** Task to carry out **
Each line from the first down to the one containing "pub fn open_default()" should be returned exactly as it appears below.

[Collected data]
//! Named profile store
//!
//! Profiles are complete `CrosshairConfig` snapshots keyed by name and
//! persisted as a single JSON object in the user config dir. The store owns
//! the on-disk document exclusively and is only touched from the UI thread;
//! every mutation rewrites the whole document through a temp-file-then-rename
//! so a crash mid-write never corrupts it.

use std::fs;
use std::path::PathBuf;

use serde_json::Map;
use thiserror::Error;
use tracing::{error, info, warn};

use crate::config::CrosshairConfig;
use crate::constants::config as config_paths;

/// Name of the profile seeded on first run
pub const DEFAULT_PROFILE_NAME: &str = "default";

/// Prefix used by [`ProfileStore::next_default_name`]
const AUTO_NAME_PREFIX: &str = "crosshair_";

#[derive(Debug, Error)]
pub enum ProfileError {
    #[error("profile not found: {0}")]
    NotFound(String),

    #[error("profile name must not be empty")]
    EmptyName,

    #[error("I/O error on profile document: {0}")]
    Io(#[from] std::io::Error),

    #[error("malformed profile document: {0}")]
    Parse(#[from] serde_json::Error),
}

/// On-disk mapping from profile name to configuration snapshot.
///
/// Insertion order is preserved and doubles as display order.
pub struct ProfileStore {
    /// `None` when persistence is unavailable and the store runs in memory
    path: Option<PathBuf>,
    profiles: Vec<(String, CrosshairConfig)>,
}

impl ProfileStore {
    /// Default document location: `<config dir>/reticle/profiles.json`
    pub fn default_path() -> PathBuf {
        let mut path = dirs::config_dir().unwrap_or_else(|| PathBuf::from("."));
        path.push(config_paths::APP_DIR);
        path.push(config_paths::PROFILES_FILENAME);
        path
    }

    /// Open the store at the default location, degrading to an in-memory
    /// store when the document cannot be opened. See
    /// [`ProfileStore::open_or_in_memory`].
    pub fn open_default() -> (Self, Option<ProfileError>) {
        Self::open_or_in_memory(Self::default_path())
    }

    /// Open at `path`, falling back to an in-memory store on a hard I/O
    /// failure (unreadable document, unwritable directory). The fallback
    /// store supports the full profile surface; edits just don't survive
    /// the process. The failure comes back as the diagnostic for the
    /// caller to surface once.
    pub fn open_or_in_memory(path: PathBuf) -> (Self, Option<ProfileError>) {
        match Self::open(path) {
            Ok(opened) => opened,
            Err(err) => {
                error!(error = %err, "Profile persistence unavailable, continuing in memory");
                (Self::in_memory(), Some(err))
            }
        }
    }

    fn in_memory() -> Self {
        Self {
            path: None,
            profiles: vec![(DEFAULT_PROFILE_NAME.to_string(), CrosshairConfig::default())],
        }
    }

    /// Load the document at `path`, seeding a single default profile if the
    /// document is absent or empty.
    ///
    /// A malformed document is treated as empty and reseeded so the
    /// application stays usable; the parse failure is logged and returned as
    /// a diagnostic for the caller to surface once. Hard I/O errors
    /// (unreadable file, unwritable directory) fail the open.
    pub fn open(path: PathBuf) -> Result<(Self, Option<ProfileError>), ProfileError> {
        let mut diagnostic = None;

        let profiles = match fs::read_to_string(&path) {
            Ok(contents) if contents.trim().is_empty() => Vec::new(),
            Ok(contents) => match parse_document(&contents) {
                Ok(profiles) => profiles,
                Err(err) => {
                    error!(path = %path.display(), error = %err, "Profile document is malformed, reseeding with defaults");
                    diagnostic = Some(err);
                    Vec::new()
                }
            },
            Err(err) if err.kind() == std::io::ErrorKind::NotFound => {
                info!(path = %path.display(), "Profile document not found, creating default");
                Vec::new()
            }
            Err(err) => return Err(err.into()),
        };

        let mut store = Self {
            path: Some(path),
            profiles,
        };
        if store.profiles.is_empty() {
            store
                .profiles
                .push((DEFAULT_PROFILE_NAME.to_string(), CrosshairConfig::default()));
            store.persist()?;
            info!(profile = DEFAULT_PROFILE_NAME, "Seeded default profile");
        } else {
            info!(count = store.profiles.len(), "Loaded profile document");
        }

        Ok((store, diagnostic))
    }

    /// Profile names in display order
    pub fn list(&self) -> Vec<&str> {
        self.profiles.iter().map(|(name, _)| name.as_str()).collect()
    }

    /// Insert or overwrite the named profile and persist immediately
    pub fn save(&mut self, name: &str, snapshot: CrosshairConfig) -> Result<(), ProfileError> {
        if name.trim().is_empty() {
            return Err(ProfileError::EmptyName);
        }
        match self.profiles.iter_mut().find(|(n, _)| n == name) {
            Some((_, existing)) => *existing = snapshot,
            None => self.profiles.push((name.to_string(), snapshot)),
        }
        self.persist()?;
        info!(profile = name, "Saved profile");
        Ok(())
    }

    /// Copy of the named snapshot, clamped back into valid ranges in case
    /// the document was edited by hand
    pub fn load(&self, name: &str) -> Result<CrosshairConfig, ProfileError> {
        let mut snapshot = self
            .profiles
            .iter()
            .find(|(n, _)| n == name)
            .map(|(_, config)| *config)
            .ok_or_else(|| ProfileError::NotFound(name.to_string()))?;
        snapshot.clamp_to_limits();
        Ok(snapshot)
    }

    /// Remove the named profile and persist immediately
    pub fn delete(&mut self, name: &str) -> Result<(), ProfileError> {
        let index = self
            .profiles
            .iter()
            .position(|(n, _)| n == name)
            .ok_or_else(|| ProfileError::NotFound(name.to_string()))?;
        self.profiles.remove(index);
        self.persist()?;
        info!(profile = name, "Deleted profile");
        Ok(())
    }

    /// Smallest-numbered `crosshair_N` (N >= 1) not already in use
    pub fn next_default_name(&self) -> String {
        let mut n = 1u32;
        loop {
            let candidate = format!("{AUTO_NAME_PREFIX}{n}");
            if !self.profiles.iter().any(|(name, _)| *name == candidate) {
                return candidate;
            }
            n += 1;
        }
    }

    /// Rewrite the whole document: serialize, write next to the target,
    /// rename over it
    fn persist(&self) -> Result<(), ProfileError> {
        let Some(path) = &self.path else {
            return Ok(());
        };

        if let Some(parent) = path.parent() {
            fs::create_dir_all(parent)?;
        }

        let mut document = Map::new();
        for (name, config) in &self.profiles {
            document.insert(name.clone(), serde_json::to_value(config)?);
        }
        let contents = serde_json::to_string_pretty(&document)?;

        let tmp_path = path.with_extension("json.tmp");
        fs::write(&tmp_path, contents)?;
        if let Err(err) = fs::rename(&tmp_path, path) {
            // Don't leave the temp file behind on a failed rename
            if let Err(cleanup_err) = fs::remove_file(&tmp_path) {
                warn!(path = %tmp_path.display(), error = %cleanup_err, "Failed to remove stale temp file");
            }
            return Err(err.into());
        }
        Ok(())
    }
}

fn parse_document(contents: &str) -> Result<Vec<(String, CrosshairConfig)>, ProfileError> {
    let document: Map<String, serde_json::Value> = serde_json::from_str(contents)?;
    let mut profiles = Vec::with_capacity(document.len());
    for (name, value) in document {
        profiles.push((name, serde_json::from_value(value)?));
    }
    Ok(profiles)
}

#[cfg(test)]
mod tests {
    use super::*;
    use crate::color::Rgb;
    use crate::config::ToggleKey;
    use tempfile::TempDir;

    fn open_in(dir: &TempDir) -> ProfileStore {
        let (store, diagnostic) = ProfileStore::open(dir.path().join("profiles.json")).unwrap();
        assert!(diagnostic.is_none());
        store
    }

    #[test]
    fn test_first_run_seeds_default_profile() {
        let dir = TempDir::new().unwrap();
        let store = open_in(&dir);
        assert_eq!(store.list(), vec![DEFAULT_PROFILE_NAME]);
        assert_eq!(
            store.load(DEFAULT_PROFILE_NAME).unwrap(),
            CrosshairConfig::default()
        );
        // Seed was persisted, not just held in memory
        assert!(dir.path().join("profiles.json").exists());
    }

    #[test]
    fn test_save_load_roundtrip() {
        let dir = TempDir::new().unwrap();
        let mut store = open_in(&dir);
        let snapshot = CrosshairConfig {
            color: Rgb::new(0x67, 0xFF, 0x26),
            arm_length: 7,
            arm_thickness: 3,
            gap: 9,
            toggle_key: ToggleKey::Insert,
            offset_x: -4,
            offset_y: 11,
        };
        store.save("crosshair_1", snapshot).unwrap();
        assert_eq!(store.load("crosshair_1").unwrap(), snapshot);

        // Survives a reopen from disk
        let reopened = open_in(&dir);
        assert_eq!(reopened.load("crosshair_1").unwrap(), snapshot);
        assert_eq!(reopened.list(), vec![DEFAULT_PROFILE_NAME, "crosshair_1"]);
    }

    #[test]
    fn test_save_overwrites_existing_name() {
        let dir = TempDir::new().unwrap();
        let mut store = open_in(&dir);
        let mut snapshot = CrosshairConfig::default();
        snapshot.gap = 1;
        store.save("mine", snapshot).unwrap();
        snapshot.gap = 2;
        store.save("mine", snapshot).unwrap();
        assert_eq!(store.load("mine").unwrap().gap, 2);
        assert_eq!(store.list().len(), 2);
    }

    #[test]
    fn test_delete_removes_profile() {
        let dir = TempDir::new().unwrap();
        let mut store = open_in(&dir);
        let mut snapshot = CrosshairConfig::default();
        snapshot.color = Rgb::new(0x67, 0xFF, 0x26);
        store.save("crosshair_1", snapshot).unwrap();

        store.delete("crosshair_1").unwrap();
        assert!(!store.list().contains(&"crosshair_1"));
        assert!(matches!(
            store.load("crosshair_1"),
            Err(ProfileError::NotFound(_))
        ));
    }

    #[test]
    fn test_delete_missing_profile_fails() {
        let dir = TempDir::new().unwrap();
        let mut store = open_in(&dir);
        assert!(matches!(
            store.delete("no-such"),
            Err(ProfileError::NotFound(_))
        ));
    }

    #[test]
    fn test_save_rejects_empty_name() {
        let dir = TempDir::new().unwrap();
        let mut store = open_in(&dir);
        assert!(matches!(
            store.save("  ", CrosshairConfig::default()),
            Err(ProfileError::EmptyName)
        ));
    }

    #[test]
    fn test_next_default_name_skips_used_numbers() {
        let dir = TempDir::new().unwrap();
        let mut store = open_in(&dir);
        assert_eq!(store.next_default_name(), "crosshair_1");
        store.save("crosshair_1", CrosshairConfig::default()).unwrap();
        store.save("crosshair_3", CrosshairConfig::default()).unwrap();
        let next = store.next_default_name();
        assert_eq!(next, "crosshair_2");
        assert!(!store.list().contains(&next.as_str()));
    }

    #[test]
    fn test_malformed_document_reseeds_and_reports() {
        let dir = TempDir::new().unwrap();
        let path = dir.path().join("profiles.json");
        fs::write(&path, "{not json").unwrap();

        let (store, diagnostic) = ProfileStore::open(path).unwrap();
        assert!(matches!(diagnostic, Some(ProfileError::Parse(_))));
        assert_eq!(store.list(), vec![DEFAULT_PROFILE_NAME]);
    }

    #[test]
    fn test_partial_entries_fall_back_per_field() {
        let dir = TempDir::new().unwrap();
        let path = dir.path().join("profiles.json");
        fs::write(&path, r##"{"old": {"color": "#FF0000"}}"##).unwrap();

        let (store, diagnostic) = ProfileStore::open(path).unwrap();
        assert!(diagnostic.is_none());
        let config = store.load("old").unwrap();
        assert_eq!(config.color, Rgb::new(0xFF, 0, 0));
        assert_eq!(config.arm_length, CrosshairConfig::default().arm_length);
    }

    #[test]
    fn test_out_of_range_values_clamped_on_load() {
        let dir = TempDir::new().unwrap();
        let path = dir.path().join("profiles.json");
        fs::write(&path, r##"{"wild": {"arm_length": 9999, "gap": 50}}"##).unwrap();

        let (store, _) = ProfileStore::open(path).unwrap();
        let config = store.load("wild").unwrap();
        assert_eq!(config.arm_length, 30);
        assert_eq!(config.gap, 20);
    }

    #[test]
    fn test_unopenable_document_degrades_to_in_memory() {
        let dir = TempDir::new().unwrap();
        // A regular file where a parent directory should be, so both the
        // read and the seed write fail hard
        fs::write(dir.path().join("blocked"), "").unwrap();
        let path = dir.path().join("blocked").join("profiles.json");

        let (mut store, diagnostic) = ProfileStore::open_or_in_memory(path);
        assert!(matches!(diagnostic, Some(ProfileError::Io(_))));

        // Degraded store still supports the full profile surface
        assert_eq!(store.list(), vec![DEFAULT_PROFILE_NAME]);
        let mut snapshot = CrosshairConfig::default();
        snapshot.gap = 7;
        store.save("crosshair_1", snapshot).unwrap();
        assert_eq!(store.load("crosshair_1").unwrap().gap, 7);
        store.delete("crosshair_1").unwrap();
        assert_eq!(store.list(), vec![DEFAULT_PROFILE_NAME]);
    }

    #[test]
    fn test_document_is_name_keyed_json_object() {
        let dir = TempDir::new().unwrap();
        let mut store = open_in(&dir);
        let mut snapshot = CrosshairConfig::default();
        snapshot.color = Rgb::new(0x12, 0x34, 0x56);
        store.save("alpha", snapshot).unwrap();

        let raw = fs::read_to_string(dir.path().join("profiles.json")).unwrap();
        let document: serde_json::Value = serde_json::from_str(&raw).unwrap();
        assert_eq!(document["alpha"]["color"], "#123456");
        assert_eq!(document["alpha"]["toggle_key"], "f12");
        assert!(document[DEFAULT_PROFILE_NAME].is_object());
    }
}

** Task output **
//! Named profile store
//!
//! Profiles are complete `CrosshairConfig` snapshots keyed by name and
//! persisted as a single JSON object in the user config dir. The store owns
//! the on-disk document exclusively and is only touched from the UI thread;
//! every mutation rewrites the whole document through a temp-file-then-rename
//! so a crash mid-write never corrupts it.

use std::fs;
use std::path::PathBuf;

use serde_json::Map;
use thiserror::Error;
use tracing::{error, info, warn};

use crate::config::CrosshairConfig;
use crate::constants::config as config_paths;

/// Name of the profile seeded on first run
pub const DEFAULT_PROFILE_NAME: &str = "default";

/// Prefix used by [`ProfileStore::next_default_name`]
const AUTO_NAME_PREFIX: &str = "crosshair_";

#[derive(Debug, Error)]
pub enum ProfileError {
    #[error("profile not found: {0}")]
    NotFound(String),

    #[error("profile name must not be empty")]
    EmptyName,

    #[error("I/O error on profile document: {0}")]
    Io(#[from] std::io::Error),

    #[error("malformed profile document: {0}")]
    Parse(#[from] serde_json::Error),
}

/// On-disk mapping from profile name to configuration snapshot.
///
/// Insertion order is preserved and doubles as display order.
pub struct ProfileStore {
    /// `None` when persistence is unavailable and the store runs in memory
    path: Option<PathBuf>,
    profiles: Vec<(String, CrosshairConfig)>,
}

impl ProfileStore {
    /// Default document location: `<config dir>/reticle/profiles.json`
    pub fn default_path() -> PathBuf {
        let mut path = dirs::config_dir().unwrap_or_else(|| PathBuf::from("."));
        path.push(config_paths::APP_DIR);
        path.push(config_paths::PROFILES_FILENAME);
        path
    }

    /// Open the store at the default location, degrading to an in-memory
    /// store when the document cannot be opened. See
    /// [`ProfileStore::open_or_in_memory`].
    pub fn open_default() -> (Self, Option<ProfileError>) {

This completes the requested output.